What you have to do —
Filter the listing below down to the lines holding the word "WriteHeader", and copy those lines.

--- Working data ---

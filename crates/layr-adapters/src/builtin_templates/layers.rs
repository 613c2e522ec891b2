//! Layer templates: model, handler, repository, use-case.
//!
//! Every body is assembled from shared sections. Only the method bodies
//! differ between the stub flavor (single component) and the slice flavor
//! (module), so the two can never drift apart on type names, interfaces or
//! routes.

use std::fmt::Write;

use layr_core::domain::{
    ArtifactKind, Flavor, IMPORT_PATH_MARKER,
    capabilities::{
        CRUD_OPERATIONS, Collaborator, CrudOperation, OperationDef, OperationInput,
        OperationOutput, find_layer,
    },
};

/// Go-level shape of a layer that the domain registry does not carry.
struct GoType {
    /// Appended to `{{.Name}}` to form the struct name.
    suffix: &'static str,
    receiver: &'static str,
}

fn go_type(artifact: ArtifactKind) -> GoType {
    let (suffix, receiver) = match artifact {
        ArtifactKind::Model => ("", "m"),
        ArtifactKind::Handler => ("Handler", "h"),
        ArtifactKind::Repository => ("Repository", "r"),
        ArtifactKind::UseCase => ("Usecase", "u"),
    };
    GoType { suffix, receiver }
}

/// Body of a layer template, `None` for combinations no generator asks for.
pub(crate) fn body(artifact: ArtifactKind, flavor: Flavor) -> Option<String> {
    match (artifact, flavor) {
        (ArtifactKind::Model, Flavor::Slice) => Some(MODEL.to_owned()),
        (ArtifactKind::Model, Flavor::Stub) => None,
        (ArtifactKind::Handler, _) => Some(handler(flavor)),
        (ArtifactKind::Repository, _) => Some(repository(flavor)),
        (ArtifactKind::UseCase, _) => Some(usecase(flavor)),
    }
}

const MODEL: &str = r#"package entity

import "time"

// {{.Name}} is the record persisted by the {{.LowerName}} module.
type {{.Name}} struct {
	ID        uint      `json:"id" gorm:"primaryKey"`
	CreatedAt time.Time `json:"created_at"`
	UpdatedAt time.Time `json:"updated_at"`
}
"#;

// ── Shared sections ──────────────────────────────────────────────────────────

fn entity_import() -> String {
    format!("{IMPORT_PATH_MARKER}/internal/entity")
}

/// Package clause plus grouped imports; an empty group is skipped.
fn header(artifact: ArtifactKind, groups: &[&[&str]]) -> String {
    let mut out = format!("package {}\n\nimport (\n", find_layer(artifact).package);
    let mut first = true;
    for group in groups.iter().filter(|g| !g.is_empty()) {
        if !first {
            out.push('\n');
        }
        first = false;
        for import in *group {
            let _ = writeln!(out, "\t\"{import}\"");
        }
    }
    out.push_str(")\n");
    out
}

fn params(op: &OperationDef) -> &'static str {
    match op.input {
        OperationInput::Nothing => "()",
        OperationInput::Id => "(id uint)",
        OperationInput::Entity => "({{.LowerName}} *entity.{{.Name}})",
    }
}

fn results(op: &OperationDef) -> &'static str {
    match op.output {
        OperationOutput::Many => "([]entity.{{.Name}}, error)",
        OperationOutput::One => "(*entity.{{.Name}}, error)",
        OperationOutput::Nothing => "error",
    }
}

/// `GetByID(id uint) (*entity.Order, error)`
fn signature(op: &OperationDef) -> String {
    format!("{}{} {}", op.method, params(op), results(op))
}

/// The narrow interface a layer declares for the layer it calls into.
fn collaborator_interface(collaborator: Collaborator) -> String {
    let mut out = format!(
        "\n// {{{{.Name}}}}{suffix} is what this layer needs from the next one.\ntype {{{{.Name}}}}{suffix} interface {{\n",
        suffix = collaborator.interface_suffix
    );
    for op in CRUD_OPERATIONS {
        let _ = writeln!(out, "\t{}", signature(op));
    }
    out.push_str("}\n");
    out
}

/// The single struct field: the collaborator, or the database handle for
/// the layer at the bottom of the stack.
fn struct_field(artifact: ArtifactKind) -> (&'static str, String) {
    match find_layer(artifact).collaborator {
        Some(c) => (c.field, format!("{{{{.Name}}}}{}", c.interface_suffix)),
        None => ("db", "*gorm.DB".to_owned()),
    }
}

/// Struct declaration plus `New<Type>` constructor.
fn struct_and_constructor(artifact: ArtifactKind) -> String {
    let (field, field_type) = struct_field(artifact);
    let name = format!("{{{{.Name}}}}{}", go_type(artifact).suffix);

    format!(
        "type {name} struct {{\n\t{field} {field_type}\n}}\n\n\
         func New{name}({field} {field_type}) *{name} {{\n\treturn &{name}{{\n\t\t{field}: {field},\n\t}}\n}}\n"
    )
}

fn method(artifact: ArtifactKind, signature: &str, body: &str) -> String {
    let ty = go_type(artifact);
    format!(
        "\nfunc ({recv} *{{{{.Name}}}}{suffix}) {signature} {{\n{body}}}\n",
        recv = ty.receiver,
        suffix = ty.suffix
    )
}

/// `errors.New` stub shared by the repository and use-case stubs.
fn not_implemented(op: &OperationDef) -> String {
    let err = format!("errors.New(\"{{{{.LowerName}}}}: {} not implemented\")", op.method);
    match op.output {
        OperationOutput::Many | OperationOutput::One => format!("\treturn nil, {err}\n"),
        OperationOutput::Nothing => format!("\treturn {err}\n"),
    }
}

// ── Handler ──────────────────────────────────────────────────────────────────

const HANDLER_SIGNATURE: &str = "(w http.ResponseWriter, r *http.Request)";

const PARSE_ID: &str = "\tid, err := strconv.ParseUint(mux.Vars(r)[\"id\"], 10, 32)
\tif err != nil {
\t\thttp.Error(w, \"invalid id\", http.StatusBadRequest)
\t\treturn
\t}
";

const DECODE_ITEM: &str = "\tvar item entity.{{.Name}}
\tif err := json.NewDecoder(r.Body).Decode(&item); err != nil {
\t\thttp.Error(w, err.Error(), http.StatusBadRequest)
\t\treturn
\t}
";

const SERVER_ERROR: &str = "\tif err != nil {
\t\thttp.Error(w, err.Error(), http.StatusInternalServerError)
\t\treturn
\t}
";

const WRITE_JSON: &str = r#"
func (h *{{.Name}}Handler) writeJSON(w http.ResponseWriter, status int, v any) {
	w.Header().Set("Content-Type", "application/json")
	w.WriteHeader(status)
	_ = json.NewEncoder(w).Encode(v)
}
"#;

fn route_registration() -> String {
    let mut out = String::from(
        "\n// RegisterRoutes mounts the /{{.LowerName}}s routes on r.\n\
         func (h *{{.Name}}Handler) RegisterRoutes(r *mux.Router) {\n",
    );
    for op in CRUD_OPERATIONS {
        let path = if op.by_id {
            "/{{.LowerName}}s/{id}"
        } else {
            "/{{.LowerName}}s"
        };
        let _ = writeln!(
            out,
            "\tr.HandleFunc(\"{path}\", h.{}).Methods(\"{}\")",
            op.method, op.http_method
        );
    }
    out.push_str("}\n");
    out
}

fn handler_call(op: &OperationDef) -> String {
    let args = match op.input {
        OperationInput::Nothing => "",
        OperationInput::Id => "uint(id)",
        OperationInput::Entity => "&item",
    };
    format!("h.usecase.{}({args})", op.method)
}

fn handler_slice_body(op: &OperationDef) -> String {
    let mut body = String::new();
    if op.by_id {
        body.push_str(PARSE_ID);
    }
    if op.input == OperationInput::Entity {
        body.push_str(DECODE_ITEM);
        if op.by_id {
            body.push_str("\titem.ID = uint(id)\n");
        }
    }

    let status = op.success_status;
    match op.output {
        OperationOutput::Many | OperationOutput::One => {
            let var = if op.output == OperationOutput::Many {
                "items"
            } else {
                "item"
            };
            let _ = writeln!(body, "\t{var}, err := {}", handler_call(op));
            body.push_str(SERVER_ERROR);
            let _ = writeln!(body, "\th.writeJSON(w, http.{status}, {var})");
        }
        OperationOutput::Nothing => {
            let _ = writeln!(body, "\tif err := {}; err != nil {{", handler_call(op));
            body.push_str(
                "\t\thttp.Error(w, err.Error(), http.StatusInternalServerError)\n\t\treturn\n\t}\n",
            );
            if op.input == OperationInput::Entity {
                let _ = writeln!(body, "\th.writeJSON(w, http.{status}, item)");
            } else {
                let _ = writeln!(body, "\tw.WriteHeader(http.{status})");
            }
        }
    }
    body
}

fn handler(flavor: Flavor) -> String {
    let artifact = ArtifactKind::Handler;
    let entity = entity_import();
    let mut out = match flavor {
        Flavor::Slice => header(
            artifact,
            &[
                &["encoding/json", "net/http", "strconv"],
                &["github.com/gorilla/mux"],
                &[&entity],
            ],
        ),
        Flavor::Stub => header(
            artifact,
            &[&["net/http"], &["github.com/gorilla/mux"], &[&entity]],
        ),
    };

    if let Some(collaborator) = find_layer(artifact).collaborator {
        out.push_str(&collaborator_interface(collaborator));
    }
    out.push_str("\n// {{.Name}}Handler serves the /{{.LowerName}}s routes.\n");
    out.push_str(&struct_and_constructor(artifact));
    out.push_str(&route_registration());

    for op in CRUD_OPERATIONS {
        let body = match flavor {
            Flavor::Slice => handler_slice_body(op),
            Flavor::Stub => {
                "\thttp.Error(w, \"not implemented\", http.StatusNotImplemented)\n".to_owned()
            }
        };
        out.push_str(&method(
            artifact,
            &format!("{}{HANDLER_SIGNATURE}", op.method),
            &body,
        ));
    }

    if flavor == Flavor::Slice {
        out.push_str(WRITE_JSON);
    }
    out
}

// ── Repository ───────────────────────────────────────────────────────────────

fn repository_slice_body(op: &OperationDef) -> String {
    match op.operation {
        CrudOperation::List => "\tvar items []entity.{{.Name}}
\tif err := r.db.Find(&items).Error; err != nil {
\t\treturn nil, err
\t}
\treturn items, nil
"
        .to_owned(),
        CrudOperation::Get => "\tvar item entity.{{.Name}}
\tif err := r.db.First(&item, id).Error; err != nil {
\t\treturn nil, err
\t}
\treturn &item, nil
"
        .to_owned(),
        CrudOperation::Create => "\treturn r.db.Create({{.LowerName}}).Error\n".to_owned(),
        CrudOperation::Update => "\treturn r.db.Save({{.LowerName}}).Error\n".to_owned(),
        CrudOperation::Delete => "\treturn r.db.Delete(&entity.{{.Name}}{}, id).Error\n".to_owned(),
    }
}

fn repository(flavor: Flavor) -> String {
    let artifact = ArtifactKind::Repository;
    let entity = entity_import();
    let std: &[&str] = match flavor {
        Flavor::Slice => &[],
        Flavor::Stub => &["errors"],
    };
    let mut out = header(artifact, &[std, &["gorm.io/gorm"], &[&entity]]);

    out.push_str("\n// {{.Name}}Repository persists entity.{{.Name}} records.\n");
    out.push_str(&struct_and_constructor(artifact));

    for op in CRUD_OPERATIONS {
        let body = match flavor {
            Flavor::Slice => repository_slice_body(op),
            Flavor::Stub => not_implemented(op),
        };
        out.push_str(&method(artifact, &signature(op), &body));
    }
    out
}

// ── Use-case ─────────────────────────────────────────────────────────────────

fn usecase_slice_body(op: &OperationDef) -> String {
    let arg = match op.input {
        OperationInput::Nothing => "",
        OperationInput::Id => "id",
        OperationInput::Entity => "{{.LowerName}}",
    };
    let mut body = String::new();
    if op.input == OperationInput::Entity {
        body.push_str(
            "\tif err := u.validate({{.LowerName}}); err != nil {\n\t\treturn err\n\t}\n",
        );
    }
    let _ = writeln!(body, "\treturn u.repo.{}({arg})", op.method);
    body
}

const VALIDATE: &str = r#"
// validate runs before every create and update. Add business rules here.
func (u *{{.Name}}Usecase) validate({{.LowerName}} *entity.{{.Name}}) error {
	return nil
}
"#;

fn usecase(flavor: Flavor) -> String {
    let artifact = ArtifactKind::UseCase;
    let entity = entity_import();
    let std: &[&str] = match flavor {
        Flavor::Slice => &[],
        Flavor::Stub => &["errors"],
    };
    let mut out = header(artifact, &[std, &[&entity]]);

    if let Some(collaborator) = find_layer(artifact).collaborator {
        out.push_str(&collaborator_interface(collaborator));
    }
    out.push_str("\n// {{.Name}}Usecase holds the business rules for entity.{{.Name}}.\n");
    out.push_str(&struct_and_constructor(artifact));

    for op in CRUD_OPERATIONS {
        let body = match flavor {
            Flavor::Slice => usecase_slice_body(op),
            Flavor::Stub => not_implemented(op),
        };
        out.push_str(&method(artifact, &signature(op), &body));
    }

    if flavor == Flavor::Slice {
        out.push_str(VALIDATE);
    }
    out
}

---

Answer to the exercise —
	w.WriteHeader(status)
                let _ = writeln!(body, "\tw.WriteHeader(http.{status})");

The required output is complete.